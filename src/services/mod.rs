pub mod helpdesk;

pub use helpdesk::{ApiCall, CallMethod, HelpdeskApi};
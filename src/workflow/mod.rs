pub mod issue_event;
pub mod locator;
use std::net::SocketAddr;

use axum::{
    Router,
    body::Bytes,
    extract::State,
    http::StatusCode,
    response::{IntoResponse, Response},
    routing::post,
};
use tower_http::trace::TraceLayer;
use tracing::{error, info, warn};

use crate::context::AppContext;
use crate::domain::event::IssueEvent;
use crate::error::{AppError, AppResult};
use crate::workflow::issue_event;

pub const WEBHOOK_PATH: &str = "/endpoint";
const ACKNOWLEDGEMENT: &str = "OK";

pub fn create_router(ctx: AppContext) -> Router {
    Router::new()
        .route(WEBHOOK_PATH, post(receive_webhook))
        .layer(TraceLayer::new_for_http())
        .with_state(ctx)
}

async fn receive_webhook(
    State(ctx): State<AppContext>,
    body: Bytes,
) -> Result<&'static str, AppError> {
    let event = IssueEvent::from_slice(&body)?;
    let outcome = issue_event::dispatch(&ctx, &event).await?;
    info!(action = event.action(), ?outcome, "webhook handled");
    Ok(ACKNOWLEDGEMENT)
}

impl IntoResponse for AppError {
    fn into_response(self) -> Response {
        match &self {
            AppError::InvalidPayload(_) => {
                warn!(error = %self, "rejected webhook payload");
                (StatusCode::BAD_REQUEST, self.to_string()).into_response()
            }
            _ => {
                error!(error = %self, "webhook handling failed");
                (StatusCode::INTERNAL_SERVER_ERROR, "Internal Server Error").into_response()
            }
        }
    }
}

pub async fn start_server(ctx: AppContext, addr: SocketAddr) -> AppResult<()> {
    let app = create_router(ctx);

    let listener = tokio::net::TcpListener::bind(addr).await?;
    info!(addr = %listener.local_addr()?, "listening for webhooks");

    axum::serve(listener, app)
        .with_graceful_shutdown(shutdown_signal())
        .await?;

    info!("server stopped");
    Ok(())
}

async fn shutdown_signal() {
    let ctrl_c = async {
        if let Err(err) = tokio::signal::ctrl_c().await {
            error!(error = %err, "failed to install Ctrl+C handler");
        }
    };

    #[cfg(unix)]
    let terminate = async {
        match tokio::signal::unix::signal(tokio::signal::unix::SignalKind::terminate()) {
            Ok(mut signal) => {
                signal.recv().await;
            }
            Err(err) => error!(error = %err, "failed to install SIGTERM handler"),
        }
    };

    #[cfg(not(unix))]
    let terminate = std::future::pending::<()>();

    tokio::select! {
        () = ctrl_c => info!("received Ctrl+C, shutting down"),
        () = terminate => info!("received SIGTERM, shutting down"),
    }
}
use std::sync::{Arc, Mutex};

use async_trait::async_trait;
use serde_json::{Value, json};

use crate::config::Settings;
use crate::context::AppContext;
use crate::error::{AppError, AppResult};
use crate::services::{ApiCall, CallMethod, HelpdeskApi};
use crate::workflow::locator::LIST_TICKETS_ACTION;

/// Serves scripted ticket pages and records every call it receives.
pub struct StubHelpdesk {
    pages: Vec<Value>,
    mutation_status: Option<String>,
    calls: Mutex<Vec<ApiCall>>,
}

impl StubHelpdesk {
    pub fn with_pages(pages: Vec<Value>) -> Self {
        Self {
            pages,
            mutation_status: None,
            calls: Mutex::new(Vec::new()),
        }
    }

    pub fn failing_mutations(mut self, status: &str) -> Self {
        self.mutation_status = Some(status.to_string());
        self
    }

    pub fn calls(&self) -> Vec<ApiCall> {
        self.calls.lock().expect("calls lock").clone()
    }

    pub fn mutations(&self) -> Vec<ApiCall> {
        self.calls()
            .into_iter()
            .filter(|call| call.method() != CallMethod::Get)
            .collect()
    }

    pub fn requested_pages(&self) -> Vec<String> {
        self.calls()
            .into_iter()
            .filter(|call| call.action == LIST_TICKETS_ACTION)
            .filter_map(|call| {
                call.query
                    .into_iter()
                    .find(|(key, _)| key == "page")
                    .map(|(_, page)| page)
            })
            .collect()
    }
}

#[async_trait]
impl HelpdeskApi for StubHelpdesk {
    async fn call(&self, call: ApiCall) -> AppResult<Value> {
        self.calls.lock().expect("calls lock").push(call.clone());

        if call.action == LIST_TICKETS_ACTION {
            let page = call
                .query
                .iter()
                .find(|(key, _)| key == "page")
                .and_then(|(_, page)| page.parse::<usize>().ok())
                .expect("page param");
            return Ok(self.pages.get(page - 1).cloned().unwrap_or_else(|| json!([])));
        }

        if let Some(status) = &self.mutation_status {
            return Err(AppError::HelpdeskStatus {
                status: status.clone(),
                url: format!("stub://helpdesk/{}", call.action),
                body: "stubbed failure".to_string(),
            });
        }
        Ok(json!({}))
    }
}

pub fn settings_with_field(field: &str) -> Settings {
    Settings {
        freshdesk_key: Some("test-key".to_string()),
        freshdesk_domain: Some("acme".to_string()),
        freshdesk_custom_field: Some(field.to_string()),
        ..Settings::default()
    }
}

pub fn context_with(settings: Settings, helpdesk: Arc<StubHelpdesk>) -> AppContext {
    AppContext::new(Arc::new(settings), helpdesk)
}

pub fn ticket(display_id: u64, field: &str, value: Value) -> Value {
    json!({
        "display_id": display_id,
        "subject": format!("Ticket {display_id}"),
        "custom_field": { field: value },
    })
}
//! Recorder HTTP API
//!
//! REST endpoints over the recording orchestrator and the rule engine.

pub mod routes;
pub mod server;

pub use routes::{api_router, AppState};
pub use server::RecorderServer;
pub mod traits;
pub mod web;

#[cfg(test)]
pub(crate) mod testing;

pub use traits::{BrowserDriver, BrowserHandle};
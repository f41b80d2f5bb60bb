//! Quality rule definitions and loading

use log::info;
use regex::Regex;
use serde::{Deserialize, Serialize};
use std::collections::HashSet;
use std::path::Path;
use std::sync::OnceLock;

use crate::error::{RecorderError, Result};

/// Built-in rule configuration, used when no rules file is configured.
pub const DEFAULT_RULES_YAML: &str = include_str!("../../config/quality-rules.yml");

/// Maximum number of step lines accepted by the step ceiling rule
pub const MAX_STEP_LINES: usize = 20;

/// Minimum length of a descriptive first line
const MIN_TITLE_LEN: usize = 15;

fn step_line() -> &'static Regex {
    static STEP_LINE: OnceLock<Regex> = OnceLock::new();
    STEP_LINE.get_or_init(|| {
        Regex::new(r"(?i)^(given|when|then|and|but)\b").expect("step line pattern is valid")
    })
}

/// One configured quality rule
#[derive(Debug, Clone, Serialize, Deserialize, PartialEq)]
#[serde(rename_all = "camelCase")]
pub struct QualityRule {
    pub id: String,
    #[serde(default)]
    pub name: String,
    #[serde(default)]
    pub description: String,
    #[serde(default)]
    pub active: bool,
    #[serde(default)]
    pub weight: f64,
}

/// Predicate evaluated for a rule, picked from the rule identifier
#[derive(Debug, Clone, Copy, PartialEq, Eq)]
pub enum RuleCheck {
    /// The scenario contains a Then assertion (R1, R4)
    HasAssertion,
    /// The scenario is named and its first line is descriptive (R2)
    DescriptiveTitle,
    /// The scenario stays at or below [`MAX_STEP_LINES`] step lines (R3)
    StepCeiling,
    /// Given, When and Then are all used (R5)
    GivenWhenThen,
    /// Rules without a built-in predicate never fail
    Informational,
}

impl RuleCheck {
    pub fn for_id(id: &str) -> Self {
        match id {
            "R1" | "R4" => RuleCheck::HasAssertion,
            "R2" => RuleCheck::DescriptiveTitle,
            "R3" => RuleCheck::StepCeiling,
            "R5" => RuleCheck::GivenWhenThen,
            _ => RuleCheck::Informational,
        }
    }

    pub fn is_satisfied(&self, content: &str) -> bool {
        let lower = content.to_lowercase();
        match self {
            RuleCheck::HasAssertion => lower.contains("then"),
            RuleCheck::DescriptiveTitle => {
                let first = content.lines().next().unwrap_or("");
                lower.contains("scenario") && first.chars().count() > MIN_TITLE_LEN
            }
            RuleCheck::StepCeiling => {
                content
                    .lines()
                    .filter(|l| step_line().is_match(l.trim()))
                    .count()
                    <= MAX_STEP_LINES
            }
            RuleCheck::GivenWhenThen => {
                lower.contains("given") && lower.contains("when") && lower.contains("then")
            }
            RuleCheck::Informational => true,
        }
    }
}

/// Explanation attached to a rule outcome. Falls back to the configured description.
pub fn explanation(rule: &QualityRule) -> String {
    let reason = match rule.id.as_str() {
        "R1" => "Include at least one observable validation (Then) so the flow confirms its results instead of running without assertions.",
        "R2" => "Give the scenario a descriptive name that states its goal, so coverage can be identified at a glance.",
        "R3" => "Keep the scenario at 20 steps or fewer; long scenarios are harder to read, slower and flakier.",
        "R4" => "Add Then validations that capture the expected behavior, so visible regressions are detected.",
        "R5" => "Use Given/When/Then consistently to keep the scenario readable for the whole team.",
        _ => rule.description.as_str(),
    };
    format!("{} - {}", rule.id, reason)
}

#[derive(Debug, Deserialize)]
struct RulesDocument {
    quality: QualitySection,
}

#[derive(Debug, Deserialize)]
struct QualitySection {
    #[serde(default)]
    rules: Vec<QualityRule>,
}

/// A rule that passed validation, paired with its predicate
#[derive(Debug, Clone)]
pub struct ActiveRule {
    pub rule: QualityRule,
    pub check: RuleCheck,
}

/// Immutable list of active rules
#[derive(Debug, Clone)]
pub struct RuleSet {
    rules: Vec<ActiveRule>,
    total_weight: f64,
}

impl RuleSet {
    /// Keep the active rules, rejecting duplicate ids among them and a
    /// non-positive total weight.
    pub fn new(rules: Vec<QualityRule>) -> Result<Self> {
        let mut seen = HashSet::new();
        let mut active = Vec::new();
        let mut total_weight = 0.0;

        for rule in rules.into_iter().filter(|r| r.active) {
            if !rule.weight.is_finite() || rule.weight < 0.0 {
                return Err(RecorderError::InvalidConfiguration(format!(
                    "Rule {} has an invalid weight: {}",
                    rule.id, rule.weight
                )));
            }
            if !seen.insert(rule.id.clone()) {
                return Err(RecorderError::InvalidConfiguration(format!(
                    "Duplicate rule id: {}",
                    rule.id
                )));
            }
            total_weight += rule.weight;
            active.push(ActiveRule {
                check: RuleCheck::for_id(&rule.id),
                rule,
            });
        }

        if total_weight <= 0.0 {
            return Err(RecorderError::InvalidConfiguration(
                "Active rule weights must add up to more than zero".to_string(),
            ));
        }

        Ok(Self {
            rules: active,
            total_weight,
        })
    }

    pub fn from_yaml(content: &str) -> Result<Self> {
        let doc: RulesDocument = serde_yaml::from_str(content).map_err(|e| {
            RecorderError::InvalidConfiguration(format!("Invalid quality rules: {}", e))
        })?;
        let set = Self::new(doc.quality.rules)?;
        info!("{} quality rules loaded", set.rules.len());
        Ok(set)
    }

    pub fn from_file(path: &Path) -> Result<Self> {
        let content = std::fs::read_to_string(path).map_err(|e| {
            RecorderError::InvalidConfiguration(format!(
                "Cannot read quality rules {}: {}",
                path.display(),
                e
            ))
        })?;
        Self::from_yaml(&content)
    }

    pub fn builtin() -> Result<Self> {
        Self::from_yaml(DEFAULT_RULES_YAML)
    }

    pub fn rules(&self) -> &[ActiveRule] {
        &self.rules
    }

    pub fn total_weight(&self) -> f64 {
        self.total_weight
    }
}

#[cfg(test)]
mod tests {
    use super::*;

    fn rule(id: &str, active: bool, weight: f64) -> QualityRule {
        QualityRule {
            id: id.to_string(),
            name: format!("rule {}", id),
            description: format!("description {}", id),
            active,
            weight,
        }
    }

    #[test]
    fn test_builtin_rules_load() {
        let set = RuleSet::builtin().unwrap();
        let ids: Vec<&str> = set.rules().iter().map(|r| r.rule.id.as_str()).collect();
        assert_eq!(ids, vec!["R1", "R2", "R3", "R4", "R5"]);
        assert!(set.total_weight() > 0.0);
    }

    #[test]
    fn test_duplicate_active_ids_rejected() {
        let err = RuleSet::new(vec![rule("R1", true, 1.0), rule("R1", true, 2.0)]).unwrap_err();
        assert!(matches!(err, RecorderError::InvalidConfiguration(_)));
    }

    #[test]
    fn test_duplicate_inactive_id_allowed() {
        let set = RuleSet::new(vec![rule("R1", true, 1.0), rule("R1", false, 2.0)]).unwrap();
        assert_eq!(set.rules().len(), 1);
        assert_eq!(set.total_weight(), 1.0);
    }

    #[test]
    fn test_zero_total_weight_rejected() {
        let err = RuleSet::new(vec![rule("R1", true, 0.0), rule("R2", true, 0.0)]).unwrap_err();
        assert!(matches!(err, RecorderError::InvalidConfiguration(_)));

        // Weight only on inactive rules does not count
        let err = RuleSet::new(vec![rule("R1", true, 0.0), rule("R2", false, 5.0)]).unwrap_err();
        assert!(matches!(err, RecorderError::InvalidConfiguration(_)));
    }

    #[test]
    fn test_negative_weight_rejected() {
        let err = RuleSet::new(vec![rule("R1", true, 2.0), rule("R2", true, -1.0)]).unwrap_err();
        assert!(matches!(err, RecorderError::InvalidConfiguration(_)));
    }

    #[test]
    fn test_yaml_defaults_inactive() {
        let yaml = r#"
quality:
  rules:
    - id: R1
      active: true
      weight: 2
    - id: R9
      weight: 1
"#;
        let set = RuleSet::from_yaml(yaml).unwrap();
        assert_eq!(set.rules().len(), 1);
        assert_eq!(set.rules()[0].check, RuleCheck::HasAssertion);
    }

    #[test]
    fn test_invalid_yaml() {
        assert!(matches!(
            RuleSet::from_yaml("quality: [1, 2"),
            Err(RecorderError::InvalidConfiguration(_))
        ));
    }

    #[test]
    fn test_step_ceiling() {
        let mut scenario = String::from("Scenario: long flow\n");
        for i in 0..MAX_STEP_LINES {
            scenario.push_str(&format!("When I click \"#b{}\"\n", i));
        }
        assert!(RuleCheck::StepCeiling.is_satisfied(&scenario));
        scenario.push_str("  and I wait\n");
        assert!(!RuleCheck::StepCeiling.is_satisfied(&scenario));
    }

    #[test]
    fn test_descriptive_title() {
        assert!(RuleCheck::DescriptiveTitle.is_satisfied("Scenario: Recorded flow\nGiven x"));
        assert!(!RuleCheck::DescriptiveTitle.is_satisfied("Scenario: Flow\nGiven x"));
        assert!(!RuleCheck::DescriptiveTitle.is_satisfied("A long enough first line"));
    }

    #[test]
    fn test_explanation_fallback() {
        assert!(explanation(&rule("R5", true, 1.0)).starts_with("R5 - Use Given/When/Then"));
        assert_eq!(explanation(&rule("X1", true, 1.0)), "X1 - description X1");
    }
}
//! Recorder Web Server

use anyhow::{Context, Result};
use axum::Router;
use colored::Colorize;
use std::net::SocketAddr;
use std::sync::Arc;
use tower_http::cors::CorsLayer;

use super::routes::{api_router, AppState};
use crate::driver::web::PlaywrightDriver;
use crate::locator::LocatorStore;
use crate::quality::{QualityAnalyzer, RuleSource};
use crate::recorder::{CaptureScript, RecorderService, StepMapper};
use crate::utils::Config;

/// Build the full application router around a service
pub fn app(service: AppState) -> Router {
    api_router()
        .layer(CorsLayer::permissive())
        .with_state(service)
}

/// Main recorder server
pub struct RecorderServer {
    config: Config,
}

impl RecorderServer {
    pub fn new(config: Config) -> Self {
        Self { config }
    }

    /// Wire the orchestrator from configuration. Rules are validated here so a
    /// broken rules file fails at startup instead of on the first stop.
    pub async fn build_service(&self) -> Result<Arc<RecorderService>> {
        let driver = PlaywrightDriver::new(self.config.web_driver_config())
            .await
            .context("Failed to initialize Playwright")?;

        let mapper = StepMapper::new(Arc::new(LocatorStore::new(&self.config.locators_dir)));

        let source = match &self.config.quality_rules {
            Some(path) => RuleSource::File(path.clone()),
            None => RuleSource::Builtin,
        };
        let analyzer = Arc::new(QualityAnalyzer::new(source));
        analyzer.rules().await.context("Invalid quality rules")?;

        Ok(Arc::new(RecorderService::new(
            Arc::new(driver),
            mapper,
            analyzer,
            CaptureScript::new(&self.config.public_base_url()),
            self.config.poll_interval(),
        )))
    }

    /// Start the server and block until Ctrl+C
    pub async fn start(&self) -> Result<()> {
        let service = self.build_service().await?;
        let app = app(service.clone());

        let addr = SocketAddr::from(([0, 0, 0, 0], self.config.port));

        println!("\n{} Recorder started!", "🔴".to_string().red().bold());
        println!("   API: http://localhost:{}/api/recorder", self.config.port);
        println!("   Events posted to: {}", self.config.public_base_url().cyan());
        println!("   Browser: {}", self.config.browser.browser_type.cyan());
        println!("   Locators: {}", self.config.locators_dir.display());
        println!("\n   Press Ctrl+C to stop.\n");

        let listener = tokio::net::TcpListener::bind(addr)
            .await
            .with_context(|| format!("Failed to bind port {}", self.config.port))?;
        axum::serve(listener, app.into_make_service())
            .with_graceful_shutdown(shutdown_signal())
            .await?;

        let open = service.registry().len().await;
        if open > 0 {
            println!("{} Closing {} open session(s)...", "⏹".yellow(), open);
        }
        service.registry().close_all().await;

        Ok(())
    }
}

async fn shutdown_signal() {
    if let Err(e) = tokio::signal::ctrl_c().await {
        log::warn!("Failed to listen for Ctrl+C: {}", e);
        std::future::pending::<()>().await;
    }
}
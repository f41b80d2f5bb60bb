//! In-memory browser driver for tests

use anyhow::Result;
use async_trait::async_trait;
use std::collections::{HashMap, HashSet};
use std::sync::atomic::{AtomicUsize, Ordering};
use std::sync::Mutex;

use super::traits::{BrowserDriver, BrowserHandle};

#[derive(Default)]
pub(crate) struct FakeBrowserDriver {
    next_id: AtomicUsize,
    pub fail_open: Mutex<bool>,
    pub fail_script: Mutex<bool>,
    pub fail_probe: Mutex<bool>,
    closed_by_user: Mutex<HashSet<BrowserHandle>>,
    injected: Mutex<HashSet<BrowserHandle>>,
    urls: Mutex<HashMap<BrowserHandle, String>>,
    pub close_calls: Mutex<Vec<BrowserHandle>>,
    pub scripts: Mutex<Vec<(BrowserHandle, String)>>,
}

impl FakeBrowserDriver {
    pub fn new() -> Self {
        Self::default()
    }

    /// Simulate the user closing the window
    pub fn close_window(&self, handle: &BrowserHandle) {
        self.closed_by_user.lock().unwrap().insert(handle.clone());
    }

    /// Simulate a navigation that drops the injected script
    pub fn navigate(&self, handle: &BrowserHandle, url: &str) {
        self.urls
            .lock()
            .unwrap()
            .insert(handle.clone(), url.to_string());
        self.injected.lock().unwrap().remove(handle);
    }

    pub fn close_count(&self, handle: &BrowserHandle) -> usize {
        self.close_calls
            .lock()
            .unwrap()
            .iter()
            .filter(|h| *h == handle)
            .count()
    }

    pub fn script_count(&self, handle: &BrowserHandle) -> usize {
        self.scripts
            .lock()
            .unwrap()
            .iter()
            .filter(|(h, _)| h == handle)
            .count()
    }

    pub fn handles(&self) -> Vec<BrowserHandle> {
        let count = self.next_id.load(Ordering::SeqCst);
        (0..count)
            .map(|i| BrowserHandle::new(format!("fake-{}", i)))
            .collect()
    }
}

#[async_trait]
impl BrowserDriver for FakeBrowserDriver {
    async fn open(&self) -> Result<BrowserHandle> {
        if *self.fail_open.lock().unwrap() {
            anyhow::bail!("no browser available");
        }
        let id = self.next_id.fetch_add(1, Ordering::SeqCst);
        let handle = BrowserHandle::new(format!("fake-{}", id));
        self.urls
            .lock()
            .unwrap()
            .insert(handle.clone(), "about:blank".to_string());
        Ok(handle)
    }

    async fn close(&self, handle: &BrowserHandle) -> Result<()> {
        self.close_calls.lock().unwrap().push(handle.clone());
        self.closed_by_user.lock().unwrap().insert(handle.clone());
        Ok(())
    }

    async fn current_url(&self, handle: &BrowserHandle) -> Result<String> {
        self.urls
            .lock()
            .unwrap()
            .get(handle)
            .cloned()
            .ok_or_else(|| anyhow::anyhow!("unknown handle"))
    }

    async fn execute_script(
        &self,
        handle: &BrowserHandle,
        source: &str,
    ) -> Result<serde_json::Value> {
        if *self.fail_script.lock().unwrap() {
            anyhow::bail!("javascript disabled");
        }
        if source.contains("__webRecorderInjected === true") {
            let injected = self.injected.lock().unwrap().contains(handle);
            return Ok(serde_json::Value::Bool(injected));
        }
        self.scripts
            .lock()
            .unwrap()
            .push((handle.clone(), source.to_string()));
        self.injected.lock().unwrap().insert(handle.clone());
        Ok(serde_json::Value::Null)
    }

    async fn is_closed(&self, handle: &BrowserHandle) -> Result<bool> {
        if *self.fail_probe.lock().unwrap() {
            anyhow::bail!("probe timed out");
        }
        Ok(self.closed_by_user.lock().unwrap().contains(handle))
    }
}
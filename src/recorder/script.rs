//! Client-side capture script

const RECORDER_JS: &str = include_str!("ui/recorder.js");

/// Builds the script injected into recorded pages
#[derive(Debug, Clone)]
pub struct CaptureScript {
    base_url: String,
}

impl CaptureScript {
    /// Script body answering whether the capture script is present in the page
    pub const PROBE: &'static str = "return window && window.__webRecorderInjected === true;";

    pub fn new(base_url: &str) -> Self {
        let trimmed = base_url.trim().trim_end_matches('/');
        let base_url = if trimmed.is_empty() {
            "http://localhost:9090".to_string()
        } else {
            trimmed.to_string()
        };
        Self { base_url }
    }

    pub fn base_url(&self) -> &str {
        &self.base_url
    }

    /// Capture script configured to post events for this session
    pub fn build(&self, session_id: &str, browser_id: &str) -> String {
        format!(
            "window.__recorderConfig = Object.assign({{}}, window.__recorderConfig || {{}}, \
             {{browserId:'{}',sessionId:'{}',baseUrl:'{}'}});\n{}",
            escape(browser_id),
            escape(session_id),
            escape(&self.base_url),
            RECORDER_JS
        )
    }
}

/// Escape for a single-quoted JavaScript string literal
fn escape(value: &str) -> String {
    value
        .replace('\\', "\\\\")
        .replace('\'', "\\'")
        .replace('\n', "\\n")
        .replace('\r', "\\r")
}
------------------------------
Only the lines above from the line containing "descriptive first line" through the line containing "pub enum RuleCheck" should be retyped, exactly and with both ends included.

**EXERCISE ANSWER**.
/// Minimum length of a descriptive first line
const MIN_TITLE_LEN: usize = 15;

fn step_line() -> &'static Regex {
    static STEP_LINE: OnceLock<Regex> = OnceLock::new();
    STEP_LINE.get_or_init(|| {
        Regex::new(r"(?i)^(given|when|then|and|but)\b").expect("step line pattern is valid")
    })
}

/// One configured quality rule
#[derive(Debug, Clone, Serialize, Deserialize, PartialEq)]
#[serde(rename_all = "camelCase")]
pub struct QualityRule {
    pub id: String,
    #[serde(default)]
    pub name: String,
    #[serde(default)]
    pub description: String,
    #[serde(default)]
    pub active: bool,
    #[serde(default)]
    pub weight: f64,
}

/// Predicate evaluated for a rule, picked from the rule identifier
#[derive(Debug, Clone, Copy, PartialEq, Eq)]
pub enum RuleCheck {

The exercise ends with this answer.